Подстрекатели и скряги, Вещный Шут и Вечный Жид — в путь, назад — через варяги, через варвары в Аид. Сквозь отвалы золотые, где на горюшко — брюшко. Скопом канули святые сквозь угольное ушко.
Отчеканились вопросы у порога тишины. Пусть погаснут папиросы! Вы грешны. И мы грешны. Обратимся в слух и зренье, закатив ГУЛаг на склон… Живо ль древо Со-творенья? Был ли зэком Аполлон? В чем вина, война и мера? Чья эпоха? Чей обман? Но не спросишь у Гомера, не отправишь в Сусуман.

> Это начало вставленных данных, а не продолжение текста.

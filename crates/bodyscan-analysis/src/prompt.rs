//! Model-facing instructions and the provider-agnostic request payload.

use base64::Engine;
use bodyscan_core::models::PhotoType;

/// Default single-photo instruction.
pub const BASE_PROMPT: &str = r#"You are an expert body composition analyst. Analyze this photo and provide:

1. Estimated body fat percentage (as a number between 5-50)
2. Confidence level in your estimate (low/medium/high)
3. Brief explanation of your reasoning (2-3 sentences)

Important:
- This is for informational purposes only, not medical advice
- Focus on visible indicators: muscle definition, body proportions, overall physique
- Be objective and professional
- If the photo quality is poor or angle is bad, note this in confidence level

Return ONLY a JSON object with this exact structure:
{
    "body_fat_percentage": <number>,
    "confidence": "<low/medium/high>",
    "reasoning": "<your explanation>",
    "photo_quality": "<poor/fair/good/excellent>"
}"#;

const MULTI_ANGLE_INTRO: &str =
    "You are an expert body composition analyst looking at several photos of the same person taken from different angles.";

const MULTI_ANGLE_BODY: &str = r#"Provide one body composition analysis that takes every angle into account.

Return ONLY a JSON object with this exact structure:
{
    "body_fat_percentage": <number>,
    "confidence": "<low/medium/high>",
    "reasoning": "<your explanation considering all angles>",
    "photo_quality": "<poor/fair/good/excellent>",
    "consistency_check": "<are the photos consistent with each other?>"
}"#;

/// Build the multi-angle instruction, listing the angles in the order the images are attached.
pub fn multi_angle_prompt(angles: &[PhotoType]) -> String {
    let listed = angles
        .iter()
        .enumerate()
        .map(|(i, angle)| format!("- Photo {}: {} view", i + 1, angle))
        .collect::<Vec<_>>()
        .join("\n");
    format!(
        "{}\n\nPhotos provided:\n{}\n\n{}",
        MULTI_ANGLE_INTRO, listed, MULTI_ANGLE_BODY
    )
}

/// Inlined image sent alongside the instruction.
#[derive(Debug, Clone, PartialEq, Eq)]
pub struct ImageAttachment {
    pub media_type: String,
    pub data: Vec<u8>,
}

impl ImageAttachment {
    /// JPEG attachment. Stored photos are always re-encoded to JPEG before analysis.
    pub fn jpeg(data: Vec<u8>) -> Self {
        Self {
            media_type: "image/jpeg".to_string(),
            data,
        }
    }

    pub fn base64(&self) -> String {
        base64::engine::general_purpose::STANDARD.encode(&self.data)
    }

    pub fn data_url(&self) -> String {
        format!("data:{};base64,{}", self.media_type, self.base64())
    }
}

/// One instruction block plus one or more inlined images.
#[derive(Debug, Clone)]
pub struct AnalysisRequest {
    pub instruction: String,
    pub images: Vec<ImageAttachment>,
}

impl AnalysisRequest {
    /// Single photo with the default instruction, or `prompt` when one is supplied.
    pub fn single(image: Vec<u8>, prompt: Option<&str>) -> Self {
        Self {
            instruction: resolve_prompt(prompt).unwrap_or_else(|| BASE_PROMPT.to_string()),
            images: vec![ImageAttachment::jpeg(image)],
        }
    }

    /// Several photos of one person, attached in the given order.
    pub fn multi_angle(images: Vec<(PhotoType, Vec<u8>)>, prompt: Option<&str>) -> Self {
        let angles: Vec<PhotoType> = images.iter().map(|(angle, _)| *angle).collect();
        Self {
            instruction: resolve_prompt(prompt).unwrap_or_else(|| multi_angle_prompt(&angles)),
            images: images
                .into_iter()
                .map(|(_, data)| ImageAttachment::jpeg(data))
                .collect(),
        }
    }
}

/// A blank override falls back to the default instruction.
fn resolve_prompt(prompt: Option<&str>) -> Option<String> {
    prompt
        .map(str::trim)
        .filter(|p| !p.is_empty())
        .map(str::to_string)
}

#[cfg(test)]
mod tests {
    use super::*;

    #[test]
    fn test_default_prompt_fixes_output_shape() {
        let request = AnalysisRequest::single(vec![1, 2, 3], None);
        assert_eq!(request.instruction, BASE_PROMPT);
        assert!(request
            .instruction
            .contains("Return ONLY a JSON object with this exact structure"));
        for key in ["body_fat_percentage", "confidence", "reasoning", "photo_quality"] {
            assert!(request.instruction.contains(key));
        }
        assert_eq!(request.images.len(), 1);
        assert_eq!(request.images[0].media_type, "image/jpeg");
    }

    #[test]
    fn test_override_replaces_prompt() {
        let request = AnalysisRequest::single(vec![1], Some("Just the number please"));
        assert_eq!(request.instruction, "Just the number please");

        let request = AnalysisRequest::single(vec![1], Some("   "));
        assert_eq!(request.instruction, BASE_PROMPT);
    }

    #[test]
    fn test_multi_angle_prompt_lists_angles_in_order() {
        let request = AnalysisRequest::multi_angle(
            vec![(PhotoType::Front, vec![1]), (PhotoType::Side, vec![2])],
            None,
        );
        assert_eq!(request.images.len(), 2);
        assert_eq!(request.images[1].data, vec![2]);
        let front = request.instruction.find("Photo 1: front view").unwrap();
        let side = request.instruction.find("Photo 2: side view").unwrap();
        assert!(front < side);
        assert!(request.instruction.contains("consistency_check"));
    }

    #[test]
    fn test_data_url() {
        let attachment = ImageAttachment::jpeg(b"abc".to_vec());
        assert_eq!(attachment.data_url(), "data:image/jpeg;base64,YWJj");
    }
}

И тогда сойдутся двое спесью волчьих, песьих орд: красноярскому конвою кутаисский Гесиод скажет так: “Покрой куколя суть Святая Простота. Вне земли — покой и воля. Подле Южного Креста”…
* * *
Еще не рожденную душу щемит
еще не зажженное пламя.
В мерцающем зернышке роща шумит,
в стенающем семени племя.
Еще ничего не дано понимать.
Глуха голубиная почта…
Но вот разверзается мачеха-мать,
из праха рожденная почва.
И вот простираются зло и добро.
Таежник грохочет: “Медведь я!
Пусть корни сжимают земное ядро,
а крона цепляет созвездья!
И пусть за спиной у мужчины — Семья
над сблеванной знатью и голью!”
…В неистовой Кроне немыслимый я
глаголю, глаголю, глаголю…
ЖУК
Сё чекушка.
Суть четвертинка.
Откровенье для чистых вен.
Жук-хитиновая скотинка,
как ты,
право,
поползновен!
Я доверье тебе внушаю,
Верещагину-щипачу.
Я лежу,
тебе не мешаю,
небо веточкой щекочу.
Кыш, одышный!
Сойдешь на клейстер!
Дай мне слышать поверх оград,
как вершины колышет ветер,
Вертер,
вешатель,
ретроград…
ЗАНАВЕС
Не Козьма, так точно — Казимир.
Музыка, немая от рожденья.
Красота, спасающая мир,
своего страшится отраженья.
Вглубь себя уйду от духоты,
но содвину занавес неплотно.
Догорают поздние холсты.
Проступают ранние полотна.
* * *
Разумейте,
но плакать не смейте!
Пусть плетется веков тетивьё.
Ничего мы не знаем о смерти,
потому и страшимся ее.
Понимаю,
никто не спасется
глупым сердцем, усталым умом.
Ведь стрела,
устремленная в солнце,
растворяется в солнце самом.
Ну, а вера немногих спасает,
но вот многих земля поглотит.
Долог день, да и тот угасает.
А стрела всё летит и летит…
* * *
Спешит,
спешит,
спешит улитка
сквозь мезозой в палеолит.
Сибирь моя!
Космополитка!
Какой огонь тебя палит?
Какую чуешь амнезию
(здесь мизгири как снегири)?
Вдохни,
вбери в себя Россию,
но все ненужное сотри.
Весь мир вбери!
Не только тесто
ты можешь в целости хранить…
В ларцах Сибири хватит места,
где всех и вся похоронить.
Поскольку быстро дрябнет лето
и заболочены киты.
Как откровенье того света
свеченье вечной мерзлоты.
Вот эта вечность не обманет,
она шаманит и манит.
И ждет,
когда дремучий мамонт
Луну приблизит,
как магнит.
СИЮМИНУТНОЕ
Гложет червяк непонятного голода. Смертная скука огромного города. Дар, чуть привставший с карачек и корточек. Шепот из всех подворотен и форточек: “Станешь ученым — печеным картофелем, черного пса назовешь Мефистофелем, чад отмахнешь, к постаментам придвинешься, всех повторишь и со всеми предвидишься. Мысль затаишь под завьюженным ежиком: в детстве мечтал быть суровым таежником”. Чур! Усыплен обнаженными махами и разорен, как лабаз росомахами!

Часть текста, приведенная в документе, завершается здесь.